God things really just suck right now. Like, really really suck.
I've already kinda talked about how things have been pretty shit this year, mainly mental health wise but also with shit going on in my life. Now things just feel like I'm spiraling out of control.
My uncle is dying. He had a bout of pneumonia last month, and because of his health it nearly killed him. He seemed back on the mend, but now it's gotten so bad again he went into ICU. All in the span of 24 hours. He has no parents (both my grandparents have been dead for almost a decade) and no next of kin. It'll be my father who'll have to pull the plug. I feel so fucking awful for him, the last of his childhood family just gone.
I've been back in the mountains since May. I fucking hate being here. I just want a job and be productive in some manner but it's been a bust. I'm so goddamned scared that I'm too disabled to get decent employment, which is stupid to say because I'm only neurodivergent, but if no one wants to hire me, it must mean that right? I'm so frustrated and nervous.

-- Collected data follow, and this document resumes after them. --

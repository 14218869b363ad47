pub mod admin;
pub mod auth;
pub mod health;
pub mod public;

use axum::Router;

use crate::state::AppState;

/// Assemble the full router with all route groups.
pub fn build_router(state: AppState) -> Router {
    let api = Router::new()
        .merge(public::routes())
        .merge(auth::routes())
        .merge(admin::routes());

    Router::new()
        .merge(health::routes())
        .nest("/api", api)
        .with_state(state)
}
#[cfg(test)]
mod tests {
    use super::*;
    use crate::entity::{
        AnnouncementDraft, BlogPostDraft, FaqDraft, FaqPatch, PageSectionDraft,
        PageSectionPatch, SeoSettingDraft,
    };
    use crate::record::ValidationError;
    use crate::store::MemoryStore;

    fn lifecycle() -> (Lifecycle, Arc<MemoryStore>) {
        let store = Arc::new(MemoryStore::new());
        (Lifecycle::new(store.clone()), store)
    }

    fn faq_draft(question: &str) -> FaqDraft {
        FaqDraft {
            question_ja: question.into(),
            answer_ja: Some("回答".into()),
            ..Default::default()
        }
    }

    async fn seed_faqs(lc: &Lifecycle, questions: &[&str]) -> Vec<Faq> {
        let mut out = Vec::new();
        for q in questions {
            out.push(lc.create::<Faq>(faq_draft(q)).await.unwrap());
        }
        out
    }

    fn questions(list: &[Faq]) -> Vec<(&str, i32)> {
        list.iter()
            .map(|f| (f.question_ja.as_str(), f.order_index))
            .collect()
    }

    #[tokio::test]
    async fn create_appends_and_applies_defaults() {
        let (lc, _) = lifecycle();
        let faqs = seed_faqs(&lc, &["A", "B", "C"]).await;

        assert_eq!(questions(&faqs), vec![("A", 1), ("B", 2), ("C", 3)]);
        assert!(faqs.iter().all(|f| f.meta.is_visible && f.meta.deleted_at.is_none()));
    }

    #[tokio::test]
    async fn create_keeps_explicit_order_index() {
        let (lc, _) = lifecycle();
        let draft = FaqDraft {
            order_index: Some(42),
            ..faq_draft("A")
        };
        assert_eq!(lc.create::<Faq>(draft).await.unwrap().order_index, 42);
    }

    #[tokio::test]
    async fn append_position_counts_deleted_rows() {
        let (lc, _) = lifecycle();
        let faqs = seed_faqs(&lc, &["A", "B"]).await;
        lc.soft_delete::<Faq>(faqs[1].meta.id).await.unwrap();

        let c = lc.create::<Faq>(faq_draft("C")).await.unwrap();
        assert_eq!(c.order_index, 3);
    }

    #[tokio::test]
    async fn announcements_start_hidden() {
        let (lc, _) = lifecycle();
        let a = lc
            .create::<Announcement>(AnnouncementDraft {
                title_ja: "お知らせ".into(),
                content_ja: "内容".into(),
                ..Default::default()
            })
            .await
            .unwrap();
        assert!(!a.meta.is_visible);
        assert!(lc.public::<Announcement>(Utc::now()).await.unwrap().is_empty());
    }

    #[tokio::test]
    async fn empty_announcement_title_is_a_validation_error() {
        let (lc, store) = lifecycle();
        let result = lc
            .create::<Announcement>(AnnouncementDraft {
                title_ja: String::new(),
                content_ja: "内容".into(),
                ..Default::default()
            })
            .await;

        assert!(matches!(
            result,
            Err(ContentError::Validation(ValidationError::Required { field: "title_ja" }))
        ));
        assert_eq!(store.count(&Announcement::TABLE).await.unwrap(), 0);
    }

    #[tokio::test]
    async fn update_merges_supplied_fields_only() {
        let (lc, _) = lifecycle();
        let faq = lc.create::<Faq>(faq_draft("A")).await.unwrap();

        let updated = lc
            .update::<Faq>(
                faq.meta.id,
                FaqPatch {
                    question_zh: Some(Some("问题".into())),
                    ..Default::default()
                },
            )
            .await
            .unwrap();

        assert_eq!(updated.question_ja, "A");
        assert_eq!(updated.question_zh.as_deref(), Some("问题"));
        assert_eq!(updated.answer_ja.as_deref(), Some("回答"));
        assert_eq!(updated.meta.id, faq.meta.id);
        assert_eq!(updated.meta.created_at, faq.meta.created_at);
        assert!(updated.meta.updated_at > faq.meta.updated_at);
    }

    #[tokio::test]
    async fn update_of_missing_record_is_not_found() {
        let (lc, _) = lifecycle();
        let result = lc.update::<Faq>(RecordId::new(), FaqPatch::default()).await;
        assert!(matches!(result, Err(ContentError::NotFound { .. })));
    }

    #[tokio::test]
    async fn targeted_operations_on_missing_record_are_not_found() {
        let (lc, _) = lifecycle();
        let id = RecordId::new();
        assert!(matches!(
            lc.set_visibility::<Faq>(id, false).await,
            Err(ContentError::NotFound { .. })
        ));
        assert!(matches!(lc.soft_delete::<Faq>(id).await, Err(ContentError::NotFound { .. })));
        assert!(matches!(lc.restore::<Faq>(id).await, Err(ContentError::NotFound { .. })));
    }

    #[tokio::test]
    async fn toggling_visibility_twice_round_trips() {
        let (lc, _) = lifecycle();
        let faq = lc.create::<Faq>(faq_draft("A")).await.unwrap();
        let id = faq.meta.id;

        let hidden = lc.set_visibility::<Faq>(id, false).await.unwrap();
        assert!(!hidden.meta.is_visible);
        let shown = lc.set_visibility::<Faq>(id, true).await.unwrap();
        assert!(shown.meta.is_visible);
    }

    #[tokio::test]
    async fn setting_current_visibility_writes_nothing() {
        let (lc, _) = lifecycle();
        let faq = lc.create::<Faq>(faq_draft("A")).await.unwrap();
        let same = lc.set_visibility::<Faq>(faq.meta.id, true).await.unwrap();
        assert_eq!(same, faq);
    }

    #[tokio::test]
    async fn soft_delete_hides_publicly_and_shows_in_recovery_view() {
        let (lc, _) = lifecycle();
        let faq = lc.create::<Faq>(faq_draft("x")).await.unwrap();
        let id = faq.meta.id;

        let deleted = lc.soft_delete::<Faq>(id).await.unwrap();
        assert!(deleted.meta.deleted_at.is_some());

        let public = lc.public::<Faq>(Utc::now()).await.unwrap();
        assert!(public.iter().all(|f| f.meta.id != id));

        let recovery = lc.list::<Faq>(AdminView::Deleted).await.unwrap();
        assert!(recovery.iter().any(|f| f.meta.id == id));
        let active = lc.list::<Faq>(AdminView::Active).await.unwrap();
        assert!(active.iter().all(|f| f.meta.id != id));
    }

    #[tokio::test]
    async fn soft_delete_is_idempotent() {
        let (lc, _) = lifecycle();
        let faq = lc.create::<Faq>(faq_draft("A")).await.unwrap();
        let first = lc.soft_delete::<Faq>(faq.meta.id).await.unwrap();
        let second = lc.soft_delete::<Faq>(faq.meta.id).await.unwrap();
        assert_eq!(first.meta.deleted_at, second.meta.deleted_at);
    }

    #[tokio::test]
    async fn restore_after_delete_matches_original_except_updated_at() {
        let (lc, _) = lifecycle();
        let original = lc.create::<Faq>(faq_draft("A")).await.unwrap();
        let id = original.meta.id;

        lc.soft_delete::<Faq>(id).await.unwrap();
        let mut restored = lc.restore::<Faq>(id).await.unwrap();

        assert!(restored.meta.updated_at >= original.meta.updated_at);
        restored.meta.updated_at = original.meta.updated_at;
        assert_eq!(restored, original);
    }

    #[tokio::test]
    async fn restoring_a_live_record_is_a_noop() {
        let (lc, _) = lifecycle();
        let faq = lc.create::<Faq>(faq_draft("A")).await.unwrap();
        assert_eq!(lc.restore::<Faq>(faq.meta.id).await.unwrap(), faq);
    }

    #[tokio::test]
    async fn hidden_record_stays_in_admin_active_list() {
        let (lc, _) = lifecycle();
        let faq = lc.create::<Faq>(faq_draft("A")).await.unwrap();
        lc.set_visibility::<Faq>(faq.meta.id, false).await.unwrap();

        assert!(lc.public::<Faq>(Utc::now()).await.unwrap().is_empty());
        assert_eq!(lc.list::<Faq>(AdminView::Active).await.unwrap().len(), 1);
    }

    #[tokio::test]
    async fn move_down_reorders_and_renumbers() {
        let (lc, _) = lifecycle();
        let faqs = seed_faqs(&lc, &["A", "B", "C"]).await;

        let reordered = lc
            .move_record::<Faq>(faqs[0].meta.id, Direction::Down)
            .await
            .unwrap();
        assert_eq!(questions(&reordered), vec![("B", 1), ("A", 2), ("C", 3)]);
    }

    #[tokio::test]
    async fn move_at_boundary_changes_nothing() {
        let (lc, store) = lifecycle();
        let faqs = seed_faqs(&lc, &["A", "B"]).await;
        store.fail_updates_after(0);

        let unchanged = lc
            .move_record::<Faq>(faqs[0].meta.id, Direction::Up)
            .await
            .unwrap();
        assert_eq!(questions(&unchanged), vec![("A", 1), ("B", 2)]);
    }

    #[tokio::test]
    async fn move_of_deleted_record_is_not_found() {
        let (lc, _) = lifecycle();
        let faqs = seed_faqs(&lc, &["A", "B"]).await;
        lc.soft_delete::<Faq>(faqs[1].meta.id).await.unwrap();

        let result = lc.move_record::<Faq>(faqs[1].meta.id, Direction::Up).await;
        assert!(matches!(result, Err(ContentError::NotFound { .. })));
    }

    /// The reorder is not atomic. When a write fails mid-batch the earlier
    /// writes stay and the rest are never issued, leaving the indexes
    /// inconsistent until someone fixes them.
    #[tokio::test]
    async fn reorder_failure_leaves_earlier_writes_in_place() {
        let (lc, store) = lifecycle();
        for (q, idx) in [("A", 10), ("B", 20), ("C", 30)] {
            lc.create::<Faq>(FaqDraft {
                order_index: Some(idx),
                ..faq_draft(q)
            })
            .await
            .unwrap();
        }
        let c = lc.list::<Faq>(AdminView::Active).await.unwrap()[2].meta.id;

        store.fail_updates_after(1);
        let result = lc.move_record::<Faq>(c, Direction::Up).await;
        assert!(matches!(
            result,
            Err(ContentError::ReorderIncomplete {
                applied: 1,
                total: 3,
                ..
            })
        ));

        store.heal();
        let after = lc.list::<Faq>(AdminView::Active).await.unwrap();
        assert_eq!(questions(&after), vec![("A", 1), ("B", 20), ("C", 30)]);
    }

    #[tokio::test]
    async fn dashboard_counts_each_state() {
        let (lc, _) = lifecycle();
        let faqs = seed_faqs(&lc, &["A", "B", "C", "D"]).await;
        lc.set_visibility::<Faq>(faqs[1].meta.id, false).await.unwrap();
        lc.soft_delete::<Faq>(faqs[2].meta.id).await.unwrap();
        lc.set_visibility::<Faq>(faqs[3].meta.id, false).await.unwrap();
        lc.soft_delete::<Faq>(faqs[3].meta.id).await.unwrap();

        let dashboard = lc.dashboard().await.unwrap();
        assert_eq!(
            dashboard.faqs,
            VisibilityStats {
                total: 4,
                visible: 1,
                hidden: 1,
                deleted: 2,
            }
        );
        assert_eq!(dashboard.services, VisibilityStats::default());
    }

    #[tokio::test]
    async fn public_one_requires_live_record() {
        let (lc, _) = lifecycle();
        let faq = lc.create::<Faq>(faq_draft("A")).await.unwrap();
        let now = Utc::now();
        assert!(lc.public_one::<Faq>(faq.meta.id, now).await.is_ok());

        lc.set_visibility::<Faq>(faq.meta.id, false).await.unwrap();
        assert!(matches!(
            lc.public_one::<Faq>(faq.meta.id, now).await,
            Err(ContentError::NotFound { .. })
        ));
    }

    #[tokio::test]
    async fn empty_patch_returns_the_record_unchanged() {
        let (lc, _) = lifecycle();
        let faq = lc.create::<Faq>(faq_draft("A")).await.unwrap();
        let same = lc.update::<Faq>(faq.meta.id, FaqPatch::default()).await.unwrap();
        assert_eq!(same, faq);
        assert_eq!(same.meta.updated_at, faq.meta.updated_at);
    }

    #[tokio::test]
    async fn blog_posts_are_newest_first_and_limited() {
        let (lc, _) = lifecycle();
        for (title, day) in [("一月", 1), ("三月", 3), ("二月", 2)] {
            lc.create::<BlogPost>(BlogPostDraft {
                title_ja: title.into(),
                publish_date: chrono::NaiveDate::from_ymd_opt(2024, day, 1).unwrap(),
                ..Default::default()
            })
            .await
            .unwrap();
        }

        let now = Utc::now();
        let latest = lc.public_blog_posts(now, Some(2)).await.unwrap();
        let titles: Vec<&str> = latest.iter().map(|p| p.title_ja.as_str()).collect();
        assert_eq!(titles, vec!["三月", "二月"]);

        assert_eq!(lc.public_blog_posts(now, None).await.unwrap().len(), 3);
        assert!(lc.public_blog_posts(now, Some(0)).await.unwrap().is_empty());
    }

    #[tokio::test]
    async fn seo_lookup_needs_a_live_setting() {
        let (lc, _) = lifecycle();
        let home = lc
            .create::<SeoSetting>(SeoSettingDraft {
                page_key: "home".into(),
                title_ja: Some("ホーム".into()),
                ..Default::default()
            })
            .await
            .unwrap();
        let about = lc
            .create::<SeoSetting>(SeoSettingDraft {
                page_key: "about".into(),
                ..Default::default()
            })
            .await
            .unwrap();

        let now = Utc::now();
        let found = lc.public_seo("home", now).await.unwrap();
        assert_eq!(found.meta.id, home.meta.id);
        assert!(matches!(
            lc.public_seo("contact", now).await,
            Err(ContentError::NotFound { .. })
        ));

        lc.set_visibility::<SeoSetting>(home.meta.id, false).await.unwrap();
        assert!(matches!(
            lc.public_seo("home", now).await,
            Err(ContentError::NotFound { .. })
        ));

        lc.soft_delete::<SeoSetting>(about.meta.id).await.unwrap();
        assert!(matches!(
            lc.public_seo("about", now).await,
            Err(ContentError::NotFound { .. })
        ));
    }

    #[tokio::test]
    async fn page_sections_move_and_rename() {
        let (lc, _) = lifecycle();
        let mut ids = Vec::new();
        for key in ["hero", "services", "flow"] {
            let section = lc
                .create::<PageSection>(PageSectionDraft {
                    section_key: key.into(),
                    section_name_ja: key.to_uppercase(),
                    ..Default::default()
                })
                .await
                .unwrap();
            ids.push(section.meta.id);
        }

        let moved = lc.move_record::<PageSection>(ids[2], Direction::Up).await.unwrap();
        let order: Vec<(&str, i32)> = moved
            .iter()
            .map(|s| (s.section_key.as_str(), s.order_index))
            .collect();
        assert_eq!(order, vec![("hero", 1), ("flow", 2), ("services", 3)]);

        let renamed = lc
            .update::<PageSection>(
                ids[0],
                PageSectionPatch {
                    section_key: Some("top".into()),
                    ..Default::default()
                },
            )
            .await
            .unwrap();
        assert_eq!(renamed.section_key, "top");
        assert_eq!(renamed.order_index, 1);
    }
}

I was gonna say "at least I've got my girlfriend, right?!", but even that hasn't been too comforting. I've been having really bad anxiety attacks triggered by being in a relationship (I can thank my relationship trauma for spurring this on). She is so wonderful to me, but yet I can't help but feel like something bad is going to happen. I don't know what that "something" is, and I know that "something" isn't real, but it feels like it. Living in the present is fine, but the second I think about the future I wanna throw up. I like her a lot, yet I don't want to be in a relationship anymore. I can't keep fucking doing this. I just wanna not be romantically involved anymore because I feel like I'm trapped with no way out. I wish we could go back to being fuck buddies where I don't have to think about my feelings.
I just wanna ignore everything and feel nothing anymore. I just want to be alone forever and live in a rock and have everyone forget about me. Once I graduate from grad school I will be so beyond cooked. I know it. So what's the point? I feel so caged in by my emotions and my circumstances. I don't want to do this anymore.